Si les gens attendent trop longtemps, ils deviennent agressifs. Il faut diminuer les temps d’attente dans le système et il faut sensibiliser la population pour qu’elle comprenne que ce n’est pas le personnel qui est responsable.

Angelo Soares, professeur à l’École des sciences de la gestion de l’UQAM

Une prévention à revoir

Puisque le nombre de cas de violence ne cesse d’augmenter depuis la dernière décennie, « ça veut dire que les mesures de prévention ne fonctionnent pas », soutient le professeur Angelo Soares. « L’employeur est responsable en vertu de la loi de donner un milieu de travail sain. Il n’est pas capable de fournir ça », dit-il.

Appelé à réagir, le ministère de la Santé et des Services sociaux (MSSS) a indiqué que la gestion de la prévention des accidents au travail relève plutôt de chaque établissement. Il dit toutefois mettre à disposition différentes formations relatives à la civilité, au harcèlement et à la violence, notamment par l’entremise de l’Association paritaire pour la santé et la sécurité du travail du secteur affaires sociales (ASSTSAS).

Valérie Lapensée déplore toutefois que la formation offerte par l’ASSTSAS soit difficilement accessible aux travailleurs. « Cette formation est de moins en moins donnée, car le manque de personnel fait en sorte qu’on n’est pas capable de libérer les gens pendant quatre jours pour qu’ils puissent la suivre », souligne-t-elle.
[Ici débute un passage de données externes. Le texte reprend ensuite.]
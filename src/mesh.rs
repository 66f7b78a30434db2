//! Mesh data handed to a renderer

use glam::Vec3;
use serde::Serialize;

/// Indexed triangle mesh of a sampled surface.
///
/// Positions are `(x, height, y)`: the function value is the up axis and
/// the domain's `y` input is the depth axis.
#[derive(Debug, Clone, Default, PartialEq, Serialize)]
#[serde(rename_all = "camelCase")]
pub struct MeshBuffer {
  pub positions: Vec<[f32; 3]>,
  pub indices: Vec<u32>,
  pub normals: Vec<[f32; 3]>,
  /// Number of lattice points whose evaluation failed and were flattened
  pub failed_samples: usize,
}

impl MeshBuffer {
  /// Build a mesh and derive its vertex normals.
  pub fn new(positions: Vec<[f32; 3]>, indices: Vec<u32>) -> Self {
    let normals = compute_vertex_normals(&positions, &indices);
    MeshBuffer {
      positions,
      indices,
      normals,
      failed_samples: 0,
    }
  }

  /// Calculate vertex count
  pub fn vertex_count(&self) -> usize {
    self.positions.len()
  }

  /// Calculate index count
  pub fn index_count(&self) -> usize {
    self.indices.len()
  }

  /// Calculate triangle count
  pub fn triangle_count(&self) -> usize {
    self.indices.len() / 3
  }

  pub fn triangles(&self) -> impl Iterator<Item = [u32; 3]> + '_ {
    self
      .indices
      .chunks_exact(3)
      .map(|tri| [tri[0], tri[1], tri[2]])
  }

  /// Get position data as bytes
  pub fn position_bytes(&self) -> &[u8] {
    bytemuck::cast_slice(&self.positions)
  }

  /// Get normal data as bytes
  pub fn normal_bytes(&self) -> &[u8] {
    bytemuck::cast_slice(&self.normals)
  }

  /// Get index data as bytes
  pub fn index_bytes(&self) -> &[u8] {
    bytemuck::cast_slice(&self.indices)
  }

  /// Axis-aligned bounds `(min, max)` of all positions.
  pub fn bounds(&self) -> Option<([f32; 3], [f32; 3])> {
    let first = Vec3::from_array(*self.positions.first()?);
    let (min, max) = self.positions.iter().fold((first, first), |acc, p| {
      let p = Vec3::from_array(*p);
      (acc.0.min(p), acc.1.max(p))
    });
    Some((min.to_array(), max.to_array()))
  }
}

/// Area-weighted vertex normals.
///
/// Each triangle `(a, b, c)` contributes `(c - b) x (a - b)` to its three
/// corners; the sums are normalized. Vertices touched by no triangle, or
/// only by zero-area ones, keep a zero normal.
pub fn compute_vertex_normals(
  positions: &[[f32; 3]],
  indices: &[u32],
) -> Vec<[f32; 3]> {
  let mut sums = vec![Vec3::ZERO; positions.len()];

  for tri in indices.chunks_exact(3) {
    let (a, b, c) = (tri[0] as usize, tri[1] as usize, tri[2] as usize);
    let (Some(pa), Some(pb), Some(pc)) =
      (positions.get(a), positions.get(b), positions.get(c))
    else {
      continue;
    };
    let pa = Vec3::from_array(*pa);
    let pb = Vec3::from_array(*pb);
    let pc = Vec3::from_array(*pc);
    let face = (pc - pb).cross(pa - pb);
    sums[a] += face;
    sums[b] += face;
    sums[c] += face;
  }

  sums
    .into_iter()
    .map(|n| n.normalize_or_zero().to_array())
    .collect()
}

#[cfg(test)]
mod tests {
  use super::*;

  #[test]
  fn test_single_triangle_normal_points_up() {
    // Same winding as one surface cell: (x0,y0), (x0,y1), (x1,y0)
    let positions = vec![[0.0, 0.0, 0.0], [0.0, 0.0, 1.0], [1.0, 0.0, 0.0]];
    let normals = compute_vertex_normals(&positions, &[0, 1, 2]);
    for n in normals {
      assert_eq!(n, [0.0, 1.0, 0.0]);
    }
  }

  #[test]
  fn test_unreferenced_vertex_keeps_zero_normal() {
    let positions = vec![
      [0.0, 0.0, 0.0],
      [0.0, 0.0, 1.0],
      [1.0, 0.0, 0.0],
      [5.0, 5.0, 5.0],
    ];
    let normals = compute_vertex_normals(&positions, &[0, 1, 2]);
    assert_eq!(normals[3], [0.0, 0.0, 0.0]);
  }

  #[test]
  fn test_bounds_and_byte_views() {
    let mesh = MeshBuffer::new(
      vec![[-1.0, 2.0, 0.5], [3.0, -4.0, 1.5], [0.0, 0.0, 0.0]],
      vec![0, 1, 2],
    );
    assert_eq!(mesh.bounds(), Some(([-1.0, -4.0, 0.0], [3.0, 2.0, 1.5])));
    assert_eq!(mesh.position_bytes().len(), 3 * 3 * 4);
    assert_eq!(mesh.index_bytes().len(), 3 * 4);
    assert_eq!(mesh.triangles().collect::<Vec<_>>(), vec![[0, 1, 2]]);
    assert_eq!(MeshBuffer::default().bounds(), None);
  }
}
De son côté, le CISSS des Laurentides a indiqué avoir implanté un nouveau programme pilote de formation en septembre 2022 sur la prévention et l’intervention lors de comportements violents conçu pour les plus petits groupes et se fragmentant en différentes séances pour offrir plus de flexibilité.

« Ça nous préoccupe beaucoup parce qu’on n’a pas le luxe de perdre des travailleuses et travailleurs en pleine pénurie de personnel », dit Réjean Leclerc, président de la FSSS-CSN. Il souhaite qu’il y ait plus de prévention auprès du personnel de la santé et que des messages soient envoyés à la population. « Il faut que le gouvernement dise clairement que la violence n’est pas tolérée. »

* Le prénom a été modifié afin de préserver son anonymat.